Mon père se tenait dans l'embrasure de la porte, les bras croisés sur son torse.

- Papa...

- Ne dis rien. Pas un mot. J'ai une idée. Toi et moi, on va faire comme si tout ce qui s'est passé cette nuit n'était jamais arrivé. Ou comme si j'en ignorais tout. C'est d'accord ?

La colère transperçait à travers ces mots et il tâchait de la contenir. Il savait pour mon expédition nocturne et nul doute qu'il savait également pour quelle raison je m'étais armée jusqu'aux dents. Comme je ne savais pas quoi dire, j'ai fait la chose la plus stupide qu'on peut faire : je n'ai rien dit du tout. Il a baissé la tête, l'air profondément déçu, et a quitté la pièce. J'eus un pincement au cœur. Nous n'avions jamais eu des rapports faciles avec mon père. Il s'était toujours montré dur avec moi, impartial et parfois sans pitié dans ses jugements. Mais aujourd'hui, je sentais que quelque chose s'était définitivement brisé entre lui et moi. Qu'un lien déjà ténu avait finalement été rompu. Pour de bon. Et contre mon gré. Certes il était souvent intolérant et froid, méprisant et difficile, colérique et emporté. Mais il était mon père. Le seul que j'ai jamais eu et le seul que j'aurai jamais. Secrètement, je gardais encore l'espoir d'un rapprochement entre lui et moi. Je faisais le souhait qu'un jour, nous pourrions enfin nous entendre et nouer cette relation si parfaite dont on ne cesse de vanter la beauté : l'amour unique et éternel d'un père pour sa fille et d'une fille pour son père. Alors qu'il désertait ma chambre et me laissait seule, livrée à mon désespoir et à ma peur, je prenais conscience que lui et moi, nous n'aurions jamais ça. Cet amour unique et éternel ne serait pas le nôtre.

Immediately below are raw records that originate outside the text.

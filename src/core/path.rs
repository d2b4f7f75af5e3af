use crate::core::value::{Document, Value};

/// Dotted field-path resolution. A missing field is `None`, which callers
/// fold to null or keep distinct (`$exists`, projection, unwind).
pub fn resolve(doc: &Document, path: &str) -> Option<Value> {
    let segments: Vec<&str> = path.split('.').collect();
    let (first, rest) = segments.split_first()?;
    let value = doc.fields.get(*first)?;
    walk(value, rest)
}

fn walk(value: &Value, segments: &[&str]) -> Option<Value> {
    let (seg, rest) = match segments.split_first() {
        Some(split) => split,
        None => return Some(value.clone()),
    };
    match value {
        Value::Object(map) => walk(map.get(*seg)?, rest),
        Value::Array(items) => {
            // A numeric segment indexes; anything else maps the remaining
            // path over the elements, flattening one level.
            if let Ok(idx) = seg.parse::<usize>() {
                return walk(items.get(idx)?, rest);
            }
            let mut out = Vec::new();
            for item in items {
                if let Some(found) = walk(item, segments) {
                    match found {
                        Value::Array(inner) => out.extend(inner),
                        other => out.push(other),
                    }
                }
            }
            Some(Value::Array(out))
        }
        _ => None,
    }
}

/// Set a value at a dotted path, creating intermediate objects. A
/// non-object intermediate is replaced.
pub fn set(doc: &mut Document, path: &str, value: Value) {
    let segments: Vec<&str> = path.split('.').collect();
    let mut current = &mut doc.fields;
    for seg in &segments[..segments.len() - 1] {
        let entry = current
            .entry(seg.to_string())
            .or_insert_with(|| Value::Object(Default::default()));
        if !matches!(entry, Value::Object(_)) {
            *entry = Value::Object(Default::default());
        }
        match entry {
            Value::Object(map) => current = map,
            _ => unreachable!(),
        }
    }
    current.insert(segments[segments.len() - 1].to_string(), value);
}

/// Remove the value at a dotted path. Returns true when something was
/// actually removed.
pub fn remove(doc: &mut Document, path: &str) -> bool {
    let segments: Vec<&str> = path.split('.').collect();
    remove_in(&mut doc.fields, &segments)
}

fn remove_in(map: &mut std::collections::BTreeMap<String, Value>, segments: &[&str]) -> bool {
    match segments {
        [] => false,
        [last] => map.remove(*last).is_some(),
        [first, rest @ ..] => match map.get_mut(*first) {
            Some(Value::Object(inner)) => remove_in(inner, rest),
            _ => false,
        },
    }
}

/// Copy the value at `path` from `src` into `dst`, preserving the nested
/// shape. Used by inclusion projections.
pub fn copy_into(dst: &mut Document, src: &Document, path: &str) {
    if let Some(value) = resolve(src, path) {
        set(dst, path, value);
    }
}

#[cfg(test)]
mod tests {
    use super::*;

    fn doc(json: &str) -> Document {
        Document::from_json(&serde_json::from_str(json).unwrap()).unwrap()
    }

    #[test]
    fn test_simple_and_nested() {
        let d = doc(r#"{"a": 1, "b": {"c": {"d": "x"}}}"#);
        assert_eq!(resolve(&d, "a"), Some(Value::Int(1)));
        assert_eq!(resolve(&d, "b.c.d"), Some(Value::Str("x".to_string())));
        assert_eq!(resolve(&d, "b.z"), None);
        assert_eq!(resolve(&d, "missing"), None);
    }

    #[test]
    fn test_array_index_segment() {
        let d = doc(r#"{"a": [10, 20, 30]}"#);
        assert_eq!(resolve(&d, "a.1"), Some(Value::Int(20)));
        assert_eq!(resolve(&d, "a.9"), None);
    }

    #[test]
    fn test_array_mapping_flattens_one_level() {
        let d = doc(r#"{"a": [{"b": [1, 2]}, {"b": 3}, {"c": 4}]}"#);
        assert_eq!(
            resolve(&d, "a.b"),
            Some(Value::Array(vec![Value::Int(1), Value::Int(2), Value::Int(3)]))
        );
    }

    #[test]
    fn test_set_and_remove() {
        let mut d = doc(r#"{"a": 1}"#);
        set(&mut d, "b.c", Value::Int(7));
        assert_eq!(resolve(&d, "b.c"), Some(Value::Int(7)));
        assert!(remove(&mut d, "b.c"));
        assert!(!remove(&mut d, "b.c"));
        assert_eq!(resolve(&d, "b"), Some(Value::Object(Default::default())));
    }

    #[test]
    fn test_copy_into_preserves_shape() {
        let src = doc(r#"{"a": {"b": 2, "c": 3}}"#);
        let mut dst = Document::new();
        copy_into(&mut dst, &src, "a.b");
        assert_eq!(dst, doc(r#"{"a": {"b": 2}}"#));
    }
}
use crate::core::value::Value;

/// Operators the incremental engine evaluates natively. Anything outside
/// this set forces the pipeline onto the one-shot fallback path.
#[derive(Debug, Clone, Copy, PartialEq, Eq)]
pub enum OpKind {
    // arithmetic
    Add,
    Subtract,
    Multiply,
    Divide,
    Mod,
    Abs,
    Ceil,
    Floor,
    Round,
    Sqrt,
    Pow,
    // comparison
    Eq,
    Ne,
    Gt,
    Gte,
    Lt,
    Lte,
    Cmp,
    // logical
    And,
    Or,
    Not,
    // conditional
    Cond,
    IfNull,
    // string
    Concat,
    Substr,
    ToLower,
    ToUpper,
    Trim,
    Ltrim,
    Rtrim,
    Split,
    StrLen,
    // array
    Size,
    ArrayElemAt,
    ConcatArrays,
    In,
    IndexOfArray,
    ReverseArray,
    Slice,
    // set
    SetEquals,
    SetIntersection,
    SetUnion,
    SetDifference,
    SetIsSubset,
    AnyElementTrue,
    AllElementsTrue,
    // date
    Year,
    Month,
    DayOfMonth,
    DayOfWeek,
    DayOfYear,
    Week,
    Hour,
    Minute,
    Second,
    Millisecond,
    DateToString,
}

impl OpKind {
    /// Whether the vectorized fuser can compile this operator.
    pub fn is_simple(&self) -> bool {
        use OpKind::*;
        matches!(
            self,
            Add | Subtract | Multiply | Divide | Mod | Abs | Ceil | Floor | Round | Sqrt | Pow
                | Eq | Ne | Gt | Gte | Lt | Lte | Cmp | And | Or | Not | Cond | IfNull
        )
    }
}

/// Parsed expression tree.
#[derive(Debug, Clone, PartialEq)]
pub enum Expr {
    Literal(Value),
    FieldPath(String),
    Root,
    Current,
    Variable(String),
    Op(OpKind, Vec<Expr>),
    Filter { input: Box<Expr>, var: String, cond: Box<Expr> },
    Map { input: Box<Expr>, var: String, body: Box<Expr> },
    Switch { branches: Vec<(Expr, Expr)>, default: Option<Box<Expr>> },
    ArrayShape(Vec<Expr>),
    ObjectShape(Vec<(String, Expr)>),
}

impl Expr {
    /// Field paths this expression reads, for dimension registration and
    /// fusion planning. Paths reached through `$$ROOT` are not tracked.
    pub fn referenced_paths(&self, out: &mut Vec<String>) {
        match self {
            Expr::FieldPath(path) => {
                if !out.contains(path) {
                    out.push(path.clone());
                }
            }
            Expr::Op(_, args) => {
                for arg in args {
                    arg.referenced_paths(out);
                }
            }
            Expr::Filter { input, cond, .. } => {
                input.referenced_paths(out);
                cond.referenced_paths(out);
            }
            Expr::Map { input, body, .. } => {
                input.referenced_paths(out);
                body.referenced_paths(out);
            }
            Expr::Switch { branches, default } => {
                for (case, then) in branches {
                    case.referenced_paths(out);
                    then.referenced_paths(out);
                }
                if let Some(d) = default {
                    d.referenced_paths(out);
                }
            }
            Expr::ArrayShape(items) => {
                for item in items {
                    item.referenced_paths(out);
                }
            }
            Expr::ObjectShape(fields) => {
                for (_, expr) in fields {
                    expr.referenced_paths(out);
                }
            }
            Expr::Literal(_) | Expr::Root | Expr::Current | Expr::Variable(_) => {}
        }
    }

    /// True when every operator in the tree is in the fuser's simple set.
    pub fn is_simple(&self) -> bool {
        match self {
            Expr::Literal(_) | Expr::FieldPath(_) | Expr::Root | Expr::Current | Expr::Variable(_) => true,
            Expr::Op(kind, args) => kind.is_simple() && args.iter().all(Expr::is_simple),
            Expr::Switch { branches, default } => {
                branches.iter().all(|(c, t)| c.is_simple() && t.is_simple())
                    && default.as_ref().map(|d| d.is_simple()).unwrap_or(true)
            }
            Expr::ArrayShape(items) => items.iter().all(Expr::is_simple),
            Expr::ObjectShape(fields) => fields.iter().all(|(_, e)| e.is_simple()),
            Expr::Filter { .. } | Expr::Map { .. } => false,
        }
    }

    /// Rough node count, the unit of the fuser's code-size guardrail.
    pub fn token_count(&self) -> usize {
        match self {
            Expr::Literal(_) | Expr::FieldPath(_) | Expr::Root | Expr::Current | Expr::Variable(_) => 1,
            Expr::Op(_, args) => 1 + args.iter().map(Expr::token_count).sum::<usize>(),
            Expr::Filter { input, cond, .. } => 1 + input.token_count() + cond.token_count(),
            Expr::Map { input, body, .. } => 1 + input.token_count() + body.token_count(),
            Expr::Switch { branches, default } => {
                1 + branches.iter().map(|(c, t)| c.token_count() + t.token_count()).sum::<usize>()
                    + default.as_ref().map(|d| d.token_count()).unwrap_or(0)
            }
            Expr::ArrayShape(items) => 1 + items.iter().map(Expr::token_count).sum::<usize>(),
            Expr::ObjectShape(fields) => {
                1 + fields.iter().map(|(_, e)| e.token_count()).sum::<usize>()
            }
        }
    }
}
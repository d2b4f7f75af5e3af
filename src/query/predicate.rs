use regex::Regex;
use serde_json::Value as Json;

use crate::core::error::{Error, ErrorKind, Result};
use crate::core::path;
use crate::core::value::{Document, Value};
use crate::expr::ast::Expr;
use crate::expr::parse::parse_expr;
use crate::expr::scalar::eval_scalar;
use crate::index::bloom::BloomFilter;

/// `$in` lists at least this long get a bloom prefilter in front of the
/// exact membership scan.
const BLOOM_MIN_IN_LIST: usize = 16;
const BLOOM_FPR: f64 = 0.01;

#[derive(Debug, Clone, Copy, PartialEq, Eq)]
pub enum CmpOp {
    Eq,
    Ne,
    Gt,
    Gte,
    Lt,
    Lte,
}

/// Compiled `$match` predicate tree.
#[derive(Debug, Clone)]
pub enum Predicate {
    True,
    Cmp { path: String, op: CmpOp, value: Value },
    In { path: String, values: Vec<Value>, bloom: Option<BloomFilter>, negate: bool },
    Exists { path: String, expected: bool },
    Regex { path: String, regex: Regex, literal: Option<String> },
    And(Vec<Predicate>),
    Or(Vec<Predicate>),
    Nor(Vec<Predicate>),
    Not(Box<Predicate>),
    Expr(Expr),
}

Je suis sa fille et il est mon père mais ça ne suffit pas. 

Peut-être avons-nous eu tort de penser qu'un lien de parenté seul pouvait bâtir une relation solide et immuable. Le regard qu'il m'avait donné entre me découvrant éveillée m'avait glacé le sang et le cœur. C'était un regard qui ne me pardonnerait jamais. Un regard définitif. Sans retour en arrière possible. Il ne saurait m'excuser de ne pas avoir été et de ne pas devenir la jeune fille qu'il rêvait d'avoir. Il m'en voulait de ne pas correspondre à l'image qu'il s'était faite de la Ly idéale. Je n'étais qu'un amas de déceptions à ses yeux. Rien de plus. Lorsqu'il me regardait, tout ce qu'il voyait c'étaient mes erreurs. Toutes les fois où je lui avais désobéi. Toutes les fois où je lui avais obstinément tourné le dos. Toutes les fois où je ne l'avais pas choisi.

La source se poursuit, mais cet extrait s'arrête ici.